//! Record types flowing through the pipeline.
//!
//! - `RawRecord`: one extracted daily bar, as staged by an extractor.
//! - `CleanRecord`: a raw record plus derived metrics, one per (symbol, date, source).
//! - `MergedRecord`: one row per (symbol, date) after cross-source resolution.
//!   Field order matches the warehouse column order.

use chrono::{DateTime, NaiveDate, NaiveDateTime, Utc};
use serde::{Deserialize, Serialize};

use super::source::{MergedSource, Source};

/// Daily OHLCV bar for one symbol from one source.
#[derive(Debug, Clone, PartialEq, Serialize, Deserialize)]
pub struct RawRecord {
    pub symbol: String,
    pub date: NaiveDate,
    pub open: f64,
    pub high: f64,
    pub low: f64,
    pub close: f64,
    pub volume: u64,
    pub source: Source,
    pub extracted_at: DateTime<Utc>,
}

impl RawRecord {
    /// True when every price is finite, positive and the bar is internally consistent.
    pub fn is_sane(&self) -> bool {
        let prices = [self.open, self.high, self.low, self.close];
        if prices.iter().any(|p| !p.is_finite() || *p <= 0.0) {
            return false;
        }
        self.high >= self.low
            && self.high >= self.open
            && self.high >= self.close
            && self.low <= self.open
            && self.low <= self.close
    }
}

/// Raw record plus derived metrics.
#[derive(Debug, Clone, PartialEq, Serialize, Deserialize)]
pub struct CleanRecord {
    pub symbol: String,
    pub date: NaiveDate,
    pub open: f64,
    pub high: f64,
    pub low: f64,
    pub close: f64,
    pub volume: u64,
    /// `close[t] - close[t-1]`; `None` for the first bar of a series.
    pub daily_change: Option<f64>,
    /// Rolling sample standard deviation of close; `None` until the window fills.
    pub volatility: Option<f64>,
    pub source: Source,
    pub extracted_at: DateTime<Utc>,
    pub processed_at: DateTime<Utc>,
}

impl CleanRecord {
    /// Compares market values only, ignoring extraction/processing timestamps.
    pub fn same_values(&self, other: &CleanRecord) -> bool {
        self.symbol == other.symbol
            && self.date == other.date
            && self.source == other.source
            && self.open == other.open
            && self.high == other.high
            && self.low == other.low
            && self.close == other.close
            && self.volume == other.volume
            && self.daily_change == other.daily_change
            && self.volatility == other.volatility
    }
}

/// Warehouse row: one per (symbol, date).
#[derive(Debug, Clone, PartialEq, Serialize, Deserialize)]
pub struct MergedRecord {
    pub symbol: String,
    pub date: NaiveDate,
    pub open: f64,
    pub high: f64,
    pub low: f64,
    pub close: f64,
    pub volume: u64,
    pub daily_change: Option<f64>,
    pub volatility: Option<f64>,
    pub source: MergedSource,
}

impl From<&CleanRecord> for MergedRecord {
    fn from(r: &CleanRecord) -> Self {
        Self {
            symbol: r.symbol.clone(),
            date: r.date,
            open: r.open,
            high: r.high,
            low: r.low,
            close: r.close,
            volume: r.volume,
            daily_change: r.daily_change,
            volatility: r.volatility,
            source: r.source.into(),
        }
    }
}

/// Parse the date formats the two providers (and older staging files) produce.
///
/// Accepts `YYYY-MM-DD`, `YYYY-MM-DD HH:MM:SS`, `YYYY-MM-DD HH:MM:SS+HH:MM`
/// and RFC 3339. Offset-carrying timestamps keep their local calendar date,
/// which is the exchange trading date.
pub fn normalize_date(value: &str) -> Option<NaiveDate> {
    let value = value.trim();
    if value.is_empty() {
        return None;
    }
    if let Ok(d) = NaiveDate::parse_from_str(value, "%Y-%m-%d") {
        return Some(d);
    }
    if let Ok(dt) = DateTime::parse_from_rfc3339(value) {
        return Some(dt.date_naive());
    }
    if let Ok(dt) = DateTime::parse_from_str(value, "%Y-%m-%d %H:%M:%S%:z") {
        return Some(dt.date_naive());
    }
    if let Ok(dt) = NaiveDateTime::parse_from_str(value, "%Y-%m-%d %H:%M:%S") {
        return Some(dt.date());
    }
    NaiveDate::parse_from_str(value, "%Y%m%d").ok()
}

### What needs to be done:
All lines from the one with "per (symbol, date)." through the end of the data must be repeated exactly, and nothing else may be repeated.

### Response:
/// Warehouse row: one per (symbol, date).
#[derive(Debug, Clone, PartialEq, Serialize, Deserialize)]
pub struct MergedRecord {
    pub symbol: String,
    pub date: NaiveDate,
    pub open: f64,
    pub high: f64,
    pub low: f64,
    pub close: f64,
    pub volume: u64,
    pub daily_change: Option<f64>,
    pub volatility: Option<f64>,
    pub source: MergedSource,
}

impl From<&CleanRecord> for MergedRecord {
    fn from(r: &CleanRecord) -> Self {
        Self {
            symbol: r.symbol.clone(),
            date: r.date,
            open: r.open,
            high: r.high,
            low: r.low,
            close: r.close,
            volume: r.volume,
            daily_change: r.daily_change,
            volatility: r.volatility,
            source: r.source.into(),
        }
    }
}

/// Parse the date formats the two providers (and older staging files) produce.
///
/// Accepts `YYYY-MM-DD`, `YYYY-MM-DD HH:MM:SS`, `YYYY-MM-DD HH:MM:SS+HH:MM`
/// and RFC 3339. Offset-carrying timestamps keep their local calendar date,
/// which is the exchange trading date.
pub fn normalize_date(value: &str) -> Option<NaiveDate> {
    let value = value.trim();
    if value.is_empty() {
        return None;
    }
    if let Ok(d) = NaiveDate::parse_from_str(value, "%Y-%m-%d") {
        return Some(d);
    }
    if let Ok(dt) = DateTime::parse_from_rfc3339(value) {
        return Some(dt.date_naive());
    }
    if let Ok(dt) = DateTime::parse_from_str(value, "%Y-%m-%d %H:%M:%S%:z") {
        return Some(dt.date_naive());
    }
    if let Ok(dt) = NaiveDateTime::parse_from_str(value, "%Y-%m-%d %H:%M:%S") {
        return Some(dt.date());
    }
    NaiveDate::parse_from_str(value, "%Y%m%d").ok()
}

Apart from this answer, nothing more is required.